#### WHAT YOU HAVE TO DO:
When a line of the records below contains the string "FinishReason", copy that whole line.

....................

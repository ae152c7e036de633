//! Service Kit - Agent Tools
//!
//! Research tools that implement `agent_core::Tool`.

mod explain_concept;
mod save_note;
mod web_search;

pub use explain_concept::ExplainConceptTool;
pub use save_note::SaveNoteTool;
pub use web_search::WebSearchTool;
//! OpenAI-compatible LLM Provider
//!
//! Implementation of `LlmProvider` for any server exposing
//! `POST {base_url}/chat/completions` (Groq, self-hosted gateways, ...).

use std::time::Duration;

use agent_core::{
    error::{AgentError, Result},
    message::{Message, Role},
    provider::{Completion, FinishReason, GenerationOptions, LlmProvider, TokenUsage},
    tool::{ToolCall, ToolSchema},
};
use async_trait::async_trait;
use reqwest::{Client, StatusCode};
use serde::{Deserialize, Serialize};
use serde_json::Value;

const GROQ_BASE_URL: &str = "https://api.groq.com/openai/v1";
const GROQ_DEFAULT_MODEL: &str = "llama-3.3-70b-versatile";

/// Provider configuration, already resolved
#[derive(Clone, Debug)]
pub struct ProviderConfig {
    /// Which server profile was selected (`GROQ`, `NGU`)
    pub server: String,

    /// Bearer token
    pub api_key: String,

    /// Base URL, without the trailing `/chat/completions`
    pub base_url: String,

    /// Model identifier
    pub model: String,

    /// Request timeout in seconds
    pub timeout_secs: u64,
}

impl ProviderConfig {
    /// Resolve from process environment variables
    pub fn from_env() -> Result<Self> {
        Self::from_lookup(|key| std::env::var(key).ok())
    }

    /// Resolve from any key lookup.
    ///
    /// `MODEL_SERVER` picks the profile (default `GROQ`); the profile's
    /// `<PREFIX>_API_KEY`, `<PREFIX>_BASE_URL` and `<PREFIX>_MODEL` fill it.
    pub fn from_lookup(lookup: impl Fn(&str) -> Option<String>) -> Result<Self> {
        let server = lookup("MODEL_SERVER")
            .unwrap_or_else(|| "GROQ".into())
            .trim()
            .to_uppercase();

        let (default_base, default_model) = match server.as_str() {
            "GROQ" => (Some(GROQ_BASE_URL), Some(GROQ_DEFAULT_MODEL)),
            "NGU" => (None, None),
            other => {
                return Err(AgentError::Config(format!("Unsupported MODEL_SERVER: {other}")));
            }
        };

        let required = |suffix: &str, default: Option<&str>| {
            let key = format!("{server}_{suffix}");
            lookup(&key)
                .filter(|v| !v.trim().is_empty())
                .or_else(|| default.map(str::to_string))
                .ok_or_else(|| AgentError::Config(format!("{key} is not set")))
        };

        let api_key = required("API_KEY", None)?;
        let base_url = required("BASE_URL", default_base)?
            .trim_end_matches('/')
            .to_string();
        let model = required("MODEL", default_model)?;
        let timeout_secs = lookup("LLM_TIMEOUT_SECS")
            .and_then(|v| v.parse().ok())
            .unwrap_or(60);

        Ok(Self {
            server,
            api_key,
            base_url,
            model,
            timeout_secs,
        })
    }
}

/// OpenAI-compatible chat-completion provider
pub struct OpenAiCompatProvider {
    client: Client,
    config: ProviderConfig,
}

impl OpenAiCompatProvider {
    /// Create from configuration
    pub fn from_config(config: ProviderConfig) -> Result<Self> {
        let client = Client::builder()
            .timeout(Duration::from_secs(config.timeout_secs))
            .build()
            .map_err(|e| AgentError::Config(format!("HTTP client: {e}")))?;

        Ok(Self { client, config })
    }

    /// Create from environment variables
    pub fn from_env() -> Result<Self> {
        Self::from_config(ProviderConfig::from_env()?)
    }

    pub fn config(&self) -> &ProviderConfig {
        &self.config
    }

    /// Convert agent messages to the wire format.
    ///
    /// Tool observations go out as user context; the engine does not track
    /// provider-side tool-call ids.
    fn convert_messages(messages: &[Message]) -> Vec<WireMessage<'_>> {
        messages
            .iter()
            .map(|m| WireMessage {
                role: match m.role {
                    Role::System => "system",
                    Role::User | Role::Tool => "user",
                    Role::Assistant => "assistant",
                },
                content: &m.content,
            })
            .collect()
    }

    /// Convert a wire response to an agent completion
    fn convert_completion(response: ChatResponse, requested_model: &str) -> Result<Completion> {
        let choice = response
            .choices
            .into_iter()
            .next()
            .ok_or_else(|| AgentError::Provider("response contained no choices".into()))?;

        let content = choice.message.content.unwrap_or_default();
        let tool_call = choice.message.tool_calls.into_iter().next().map(|call| {
            let raw = call.function.arguments.trim();
            let arguments = if raw.is_empty() {
                Value::Null
            } else {
                // Malformed JSON is kept so validation can report it
                serde_json::from_str(raw).unwrap_or_else(|_| Value::String(raw.to_string()))
            };
            let tool_call = ToolCall::new(call.function.name, arguments);
            match call.id {
                Some(id) => tool_call.with_id(id),
                None => tool_call,
            }
        });

        if content.trim().is_empty() && tool_call.is_none() {
            return Err(AgentError::Provider("model returned an empty completion".into()));
        }

        let finish_reason = choice.finish_reason.as_deref().map(|reason| match reason {
            "stop" => FinishReason::Stop,
            "length" => FinishReason::Length,
            "tool_calls" | "function_call" => FinishReason::ToolUse,
            "content_filter" => FinishReason::ContentFilter,
            _ => FinishReason::Error,
        });

        Ok(Completion {
            content,
            tool_call,
            model: response.model.unwrap_or_else(|| requested_model.to_string()),
            usage: response.usage.map(|u| TokenUsage {
                prompt_tokens: u.prompt_tokens,
                completion_tokens: u.completion_tokens,
                total_tokens: u.total_tokens,
            }),
            finish_reason,
        })
    }
}

/// Map a non-success HTTP status to a transport error kind
fn status_error(status: StatusCode, body: &str) -> AgentError {
    let detail = format!("{status}: {}", body.chars().take(300).collect::<String>());
    match status {
        StatusCode::UNAUTHORIZED | StatusCode::FORBIDDEN => AgentError::Auth(detail),
        StatusCode::TOO_MANY_REQUESTS => AgentError::RateLimited(detail),
        StatusCode::REQUEST_TIMEOUT | StatusCode::GATEWAY_TIMEOUT => {
            AgentError::ProviderUnavailable(detail)
        }
        s if s.is_server_error() => AgentError::ProviderUnavailable(detail),
        _ => AgentError::Provider(detail),
    }
}

fn request_error(err: &reqwest::Error, timeout: Duration) -> AgentError {
    if err.is_timeout() {
        AgentError::Timeout(timeout)
    } else if err.is_connect() {
        AgentError::ProviderUnavailable(format!("Connection failed: {err}"))
    } else {
        AgentError::Provider(format!("Request failed: {err}"))
    }
}

#[async_trait]
impl LlmProvider for OpenAiCompatProvider {
    fn name(&self) -> &str {
        &self.config.server
    }

    async fn health_check(&self) -> Result<bool> {
        let response = self
            .client
            .get(format!("{}/models", self.config.base_url))
            .bearer_auth(&self.config.api_key)
            .send()
            .await;

        match response {
            Ok(resp) => Ok(resp.status().is_success()),
            Err(e) => {
                tracing::warn!(provider = %self.config.server, "Health check failed: {}", e);
                Ok(false)
            }
        }
    }

    async fn complete(
        &self,
        messages: &[Message],
        tools: Option<&[ToolSchema]>,
        options: &GenerationOptions,
    ) -> Result<Completion> {
        // Blank model in options falls back to the configured one
        let model = if options.model.is_empty() {
            self.config.model.as_str()
        } else {
            options.model.as_str()
        };

        let tools: Option<Vec<Value>> = tools
            .filter(|t| !t.is_empty())
            .map(|t| t.iter().map(ToolSchema::to_function_schema).collect());

        let request = ChatRequest {
            model,
            messages: Self::convert_messages(messages),
            temperature: options.temperature,
            top_p: options.top_p,
            max_tokens: options.max_tokens,
            stop: (!options.stop_sequences.is_empty()).then_some(options.stop_sequences.as_slice()),
            tool_choice: tools.as_ref().map(|_| "auto"),
            tools,
        };

        tracing::debug!(model, messages = messages.len(), "Sending chat completion");

        let timeout = Duration::from_secs(self.config.timeout_secs);
        let response = self
            .client
            .post(format!("{}/chat/completions", self.config.base_url))
            .bearer_auth(&self.config.api_key)
            .json(&request)
            .send()
            .await
            .map_err(|e| request_error(&e, timeout))?;

        let status = response.status();
        if !status.is_success() {
            let body = response.text().await.unwrap_or_default();
            return Err(status_error(status, &body));
        }

        let body: ChatResponse = response
            .json()
            .await
            .map_err(|e| AgentError::Provider(format!("Failed to parse completion: {e}")))?;

        Self::convert_completion(body, model)
    }
}

#[derive(Serialize)]
struct ChatRequest<'a> {
    model: &'a str,
    messages: Vec<WireMessage<'a>>,
    temperature: f32,
    top_p: f32,
    max_tokens: u32,
    #[serde(skip_serializing_if = "Option::is_none")]
    stop: Option<&'a [String]>,
    #[serde(skip_serializing_if = "Option::is_none")]
    tools: Option<Vec<Value>>,
    #[serde(skip_serializing_if = "Option::is_none")]
    tool_choice: Option<&'static str>,
}

#[derive(Debug, Serialize)]
struct WireMessage<'a> {
    role: &'static str,
    content: &'a str,
}

#[derive(Debug, Deserialize)]
struct ChatResponse {
    #[serde(default)]
    model: Option<String>,
    #[serde(default)]
    choices: Vec<Choice>,
    #[serde(default)]
    usage: Option<WireUsage>,
}

#[derive(Debug, Deserialize)]
struct Choice {
    message: ChoiceMessage,
    #[serde(default)]
    finish_reason: Option<String>,
}

#[derive(Debug, Deserialize)]
struct ChoiceMessage {
    #[serde(default)]
    content: Option<String>,
    #[serde(default)]
    tool_calls: Vec<WireToolCall>,
}

#[derive(Debug, Deserialize)]
struct WireToolCall {
    #[serde(default)]
    id: Option<String>,
    function: WireFunction,
}

#[derive(Debug, Deserialize)]
struct WireFunction {
    name: String,
    #[serde(default)]
    arguments: String,
}

#[derive(Debug, Deserialize)]
struct WireUsage {
    prompt_tokens: u32,
    completion_tokens: u32,
    total_tokens: u32,
}
impl AnalysisMode {
    pub fn as_str(self) -> &'static str {
        match self {
            AnalysisMode::Summary => "summary",
            AnalysisMode::KeyPoints => "key_points",
            AnalysisMode::Qa => "qa",
        }
    }

    pub fn strategy(self) -> ReasoningType {
        match self {
            AnalysisMode::Summary => ReasoningType::Direct,
            AnalysisMode::KeyPoints | AnalysisMode::Qa => ReasoningType::ChainOfThought,
        }
    }

    fn instructions(self) -> &'static str {
        match self {
            AnalysisMode::Summary => {
                "Summarize the following document. Cover its purpose, main arguments and \
                 conclusions in a few short paragraphs."
            }
            AnalysisMode::KeyPoints => {
                "Extract the key points of the following document. Identify the central \
                 claims, the supporting evidence and any open issues, then list the key \
                 points as bullets."
            }
            AnalysisMode::Qa => {
                "Write five question and answer pairs that test understanding of the \
                 following document. Answers must be grounded in the document text."
            }
        }
    }
}

impl std::fmt::Display for AnalysisMode {
    fn fmt(&self, f: &mut std::fmt::Formatter<'_>) -> std::fmt::Result {
        f.write_str(self.as_str())
    }
}

impl FromStr for AnalysisMode {
    type Err = ResearchError;

    fn from_str(s: &str) -> Result<Self> {
        match s.trim().to_ascii_lowercase().as_str() {
            "summary" => Ok(AnalysisMode::Summary),
            "key_points" | "key-points" | "keypoints" => Ok(AnalysisMode::KeyPoints),
            "qa" | "q&a" => Ok(AnalysisMode::Qa),
            other => Err(ResearchError::InvalidInput(format!(
                "unknown analysis type '{other}', use summary, key_points or qa"
            ))),
        }
    }
}

/// Result of an analysis: either `content` or `error`, never both
#[derive(Clone, Debug, Serialize)]
pub struct AnalysisOutcome {
    success: bool,
    content: Option<String>,
    error: Option<String>,
    metadata: HashMap<String, Value>,
}

impl AnalysisOutcome {
    fn success(content: String, metadata: HashMap<String, Value>) -> Self {
        Self {
            success: true,
            content: Some(content),
            error: None,
            metadata,
        }
    }

    fn failure(error: impl Into<String>, metadata: HashMap<String, Value>) -> Self {
        Self {
            success: false,
            content: None,
            error: Some(error.into()),
            metadata,
        }
    }

    pub fn is_success(&self) -> bool {
        self.success
    }

    pub fn content(&self) -> Option<&str> {
        self.content.as_deref()
    }

    pub fn error(&self) -> Option<&str> {
        self.error.as_deref()
    }

    pub fn metadata(&self) -> &HashMap<String, Value> {
        &self.metadata
    }
}

pub struct DocumentAnalyzer {
    engine: Arc<ReasoningEngine>,
    max_chars: usize,
}

impl DocumentAnalyzer {
    pub fn new(engine: Arc<ReasoningEngine>) -> Self {
        Self {
            engine,
            max_chars: DEFAULT_MAX_CHARS,
        }
    }

    pub fn with_max_chars(mut self, max_chars: usize) -> Self {
        self.max_chars = max_chars.max(1);
        self
    }

    /// Analyze in a throwaway conversation
    pub async fn analyze(&self, path: impl AsRef<Path>, mode: &str) -> AnalysisOutcome {
        let mut conversation = Conversation::new();
        self.analyze_into(&mut conversation, path, mode).await
    }

    /// Analyze and record the exchange in `conversation`
    #[tracing::instrument(skip_all, fields(path = %path.as_ref().display(), mode))]
    pub async fn analyze_into(
        &self,
        conversation: &mut Conversation,
        path: impl AsRef<Path>,
        mode: &str,
    ) -> AnalysisOutcome {
        let path = path.as_ref();
        let source = path
            .file_name()
            .map_or_else(|| path.display().to_string(), |n| n.to_string_lossy().into_owned());
        let mut metadata = HashMap::from([("source".to_string(), json!(source))]);

        let mode = match AnalysisMode::from_str(mode) {
            Ok(mode) => mode,
            Err(e) => return AnalysisOutcome::failure(e.to_string(), metadata),
        };
        metadata.insert("mode".into(), json!(mode));
        metadata.insert("strategy".into(), json!(mode.strategy()));

        let text = match extract_text(path).await {
            Ok(text) => text,
            Err(e) => {
                tracing::warn!(error = %e, "Document extraction failed");
                return AnalysisOutcome::failure(e.to_string(), metadata);
            }
        };

        let characters = text.chars().count();
        let (excerpt, truncated) = truncate_chars(&text, self.max_chars);
        metadata.insert("characters".into(), json!(characters));
        metadata.insert("truncated".into(), json!(truncated));

        let mut prompt = format!(
            "{}\n\nDocument: {source}\n\n---\n{excerpt}\n---",
            mode.instructions()
        );
        if truncated {
            prompt.push_str(&format!(
                "\n\n(Only the first {} characters of the document are shown.)",
                self.max_chars
            ));
        }

        let request = ReasoningRequest::new(prompt, mode.strategy()).with_tools(false);
        match self.engine.reason(conversation, &request).await {
            Ok(result) => {
                record_document(conversation, &source, mode);
                tracing::info!(characters, truncated, rounds = result.rounds, "Document analyzed");
                AnalysisOutcome::success(result.response, metadata)
            }
            Err(e) => {
                tracing::warn!(error = %e, "Document analysis failed");
                AnalysisOutcome::failure(e.user_message(), metadata)
            }
        }
    }
}

/// Append to the conversation's `analyzed_documents` context list
fn record_document(conversation: &mut Conversation, source: &str, mode: AnalysisMode) {
    let mut documents = conversation
        .context()
        .get("analyzed_documents")
        .and_then(Value::as_array)
        .cloned()
        .unwrap_or_default();
    documents.push(json!({"source": source, "mode": mode}));
    conversation.set_context("analyzed_documents", Value::Array(documents));
}

/// Read a document's text. Empty or binary content is an extraction error.
pub async fn extract_text(path: &Path) -> Result<String> {
    let extension = path
        .extension()
        .map(|e| e.to_string_lossy().to_ascii_lowercase())
        .unwrap_or_default();

    let text = match extension.as_str() {
        "" | "txt" | "md" | "markdown" | "csv" => {
            let bytes = read_document(path).await?;
            if bytes.contains(&0) {
                return Err(ResearchError::Extraction("file is not a text document".into()));
            }
            String::from_utf8_lossy(&bytes).into_owned()
        }
        "pdf" => {
            let bytes = read_document(path).await?;
            tokio::task::spawn_blocking(move || pdf_extract::extract_text_from_mem(&bytes))
                .await
                .map_err(|e| ResearchError::Extraction(format!("PDF reader crashed: {e}")))?
                .map_err(|e| ResearchError::Extraction(format!("unreadable PDF: {e}")))?
        }
        other => return Err(ResearchError::UnsupportedFormat(format!(".{other}"))),
    };

    if text.trim().is_empty() {
        return Err(ResearchError::Extraction("document contains no text".into()));
    }
    Ok(text)
}

async fn read_document(path: &Path) -> Result<Vec<u8>> {
    tokio::fs::read(path)
        .await
        .map_err(|e| ResearchError::Extraction(format!("cannot read {}: {e}", path.display())))
}

/// Cut `text` to at most `max_chars` characters
fn truncate_chars(text: &str, max_chars: usize) -> (&str, bool) {
    match text.char_indices().nth(max_chars) {
        Some((idx, _)) => (&text[..idx], true),
        None => (text, false),
    }
}

#[cfg(test)]
mod tests {
    use std::sync::Mutex;
    use std::sync::atomic::{AtomicUsize, Ordering};

    use agent_core::{
        AgentError, Completion, EngineBuilder, GenerationOptions, LlmProvider, Message,
        Result as CoreResult, Role, ToolSchema,
    };
    use async_trait::async_trait;

    use super::*;

    #[derive(Default)]
    struct RecordingProvider {
        calls: AtomicUsize,
        prompts: Mutex<Vec<String>>,
    }

    #[async_trait]
    impl LlmProvider for RecordingProvider {
        fn name(&self) -> &str {
            "recording"
        }

        async fn health_check(&self) -> CoreResult<bool> {
            Ok(true)
        }

        async fn complete(
            &self,
            messages: &[Message],
            tools: Option<&[ToolSchema]>,
            _options: &GenerationOptions,
        ) -> CoreResult<Completion> {
            assert!(tools.is_none());
            self.calls.fetch_add(1, Ordering::SeqCst);
            let prompt = messages.last().map(|m| m.content.clone()).unwrap_or_default();
            self.prompts.lock().unwrap().push(prompt);
            Ok(Completion::text(
                "Step 1: read it.\nFinal Answer: A short summary.",
                "test-model",
            ))
        }
    }

    struct FailingProvider;

    #[async_trait]
    impl LlmProvider for FailingProvider {
        fn name(&self) -> &str {
            "failing"
        }

        async fn health_check(&self) -> CoreResult<bool> {
            Ok(false)
        }

        async fn complete(
            &self,
            _messages: &[Message],
            _tools: Option<&[ToolSchema]>,
            _options: &GenerationOptions,
        ) -> CoreResult<Completion> {
            Err(AgentError::Auth("invalid key".into()))
        }
    }

    fn analyzer(provider: Arc<dyn LlmProvider>) -> DocumentAnalyzer {
        let engine = EngineBuilder::new().provider(provider).build().unwrap();
        DocumentAnalyzer::new(Arc::new(engine))
    }

    #[test]
    fn test_mode_parsing_and_strategy() {
        assert_eq!("Summary".parse::<AnalysisMode>().unwrap(), AnalysisMode::Summary);
        assert_eq!("key-points".parse::<AnalysisMode>().unwrap(), AnalysisMode::KeyPoints);
        assert_eq!(AnalysisMode::Summary.strategy(), ReasoningType::Direct);
        assert_eq!(AnalysisMode::Qa.strategy(), ReasoningType::ChainOfThought);
        assert!("translate".parse::<AnalysisMode>().is_err());
    }

    #[test]
    fn test_truncate_on_char_boundary() {
        assert_eq!(truncate_chars("héllo", 2), ("hé", true));
        assert_eq!(truncate_chars("héllo", 5), ("héllo", false));
    }

    #[tokio::test]
    async fn test_summary_of_text_file() {
        let dir = tempfile::tempdir().unwrap();
        let path = dir.path().join("paper.txt");
        tokio::fs::write(&path, "Attention lets models weigh tokens.").await.unwrap();

        let provider = Arc::new(RecordingProvider::default());
        let outcome = analyzer(provider.clone()).analyze(&path, "summary").await;

        assert!(outcome.is_success());
        assert!(outcome.error().is_none());
        assert_eq!(outcome.metadata()["source"], "paper.txt");
        assert_eq!(outcome.metadata()["strategy"], "direct");
        assert_eq!(outcome.metadata()["truncated"], false);
        assert_eq!(provider.calls.load(Ordering::SeqCst), 1);
        assert!(provider.prompts.lock().unwrap()[0].contains("Attention lets models"));
    }

    #[tokio::test]
    async fn test_long_document_is_truncated() {
        let dir = tempfile::tempdir().unwrap();
        let path = dir.path().join("long.md");
        tokio::fs::write(&path, "a".repeat(500)).await.unwrap();

        let provider = Arc::new(RecordingProvider::default());
        let outcome = analyzer(provider.clone())
            .with_max_chars(100)
            .analyze(&path, "key_points")
            .await;

        assert!(outcome.is_success());
        assert_eq!(outcome.metadata()["characters"], 500);
        assert_eq!(outcome.metadata()["truncated"], true);
        let prompt = provider.prompts.lock().unwrap()[0].clone();
        assert!(prompt.contains(&"a".repeat(100)));
        assert!(!prompt.contains(&"a".repeat(101)));
    }

    #[tokio::test]
    async fn test_unreadable_inputs_never_reach_engine() {
        let dir = tempfile::tempdir().unwrap();
        let blank = dir.path().join("blank.txt");
        tokio::fs::write(&blank, "  \n\t ").await.unwrap();
        let binary = dir.path().join("blob.txt");
        tokio::fs::write(&binary, [0u8, 159, 146, 150]).await.unwrap();
        let image = dir.path().join("photo.png");
        tokio::fs::write(&image, "not really").await.unwrap();
        let bad_pdf = dir.path().join("broken.pdf");
        tokio::fs::write(&bad_pdf, "this is not a pdf").await.unwrap();
        let missing = dir.path().join("missing.txt");

        let provider = Arc::new(RecordingProvider::default());
        let analyzer = analyzer(provider.clone());

        for path in [&blank, &binary, &image, &bad_pdf, &missing] {
            let outcome = analyzer.analyze(path, "summary").await;
            assert!(!outcome.is_success(), "{} should fail", path.display());
            assert!(outcome.content().is_none());
            assert!(outcome.error().is_some());
        }
        assert_eq!(provider.calls.load(Ordering::SeqCst), 0);
    }

    #[tokio::test]
    async fn test_unknown_mode_is_failed_outcome() {
        let dir = tempfile::tempdir().unwrap();
        let path = dir.path().join("doc.txt");
        tokio::fs::write(&path, "content").await.unwrap();

        let provider = Arc::new(RecordingProvider::default());
        let outcome = analyzer(provider.clone()).analyze(&path, "translate").await;

        assert!(!outcome.is_success());
        assert!(outcome.error().unwrap().contains("translate"));
        assert_eq!(provider.calls.load(Ordering::SeqCst), 0);

        let body = serde_json::to_value(&outcome).unwrap();
        assert_eq!(body["success"], serde_json::json!(false));
        assert_eq!(body["content"], Value::Null);
        assert!(body.as_object().unwrap().contains_key("content"));
    }

    #[tokio::test]
    async fn test_analyze_into_records_exchange() {
        let dir = tempfile::tempdir().unwrap();
        let path = dir.path().join("notes.md");
        tokio::fs::write(&path, "# Notes\nSome findings.").await.unwrap();

        let analyzer = analyzer(Arc::new(RecordingProvider::default()));
        let mut conversation = Conversation::new();
        let outcome = analyzer.analyze_into(&mut conversation, &path, "qa").await;

        assert!(outcome.is_success());
        assert_eq!(outcome.content(), Some("Step 1: read it.\nFinal Answer: A short summary."));
        let roles: Vec<Role> = conversation.history().iter().map(|m| m.role).collect();
        assert_eq!(roles, vec![Role::User, Role::Assistant]);
        assert_eq!(
            conversation.context()["analyzed_documents"],
            json!([{"source": "notes.md", "mode": "qa"}])
        );
    }

    #[tokio::test]
    async fn test_engine_failure_is_failed_outcome() {
        let dir = tempfile::tempdir().unwrap();
        let path = dir.path().join("doc.txt");
        tokio::fs::write(&path, "content").await.unwrap();

        let outcome = analyzer(Arc::new(FailingProvider)).analyze(&path, "summary").await;
        assert!(!outcome.is_success());
        assert!(outcome.error().unwrap().contains("Authentication failed"));
    }
}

....................

#### EXERCISE OUTPUT:
    provider::{Completion, FinishReason, GenerationOptions, LlmProvider, TokenUsage},
            "stop" => FinishReason::Stop,
            "length" => FinishReason::Length,
            "tool_calls" | "function_call" => FinishReason::ToolUse,
            "content_filter" => FinishReason::ContentFilter,
            _ => FinishReason::Error,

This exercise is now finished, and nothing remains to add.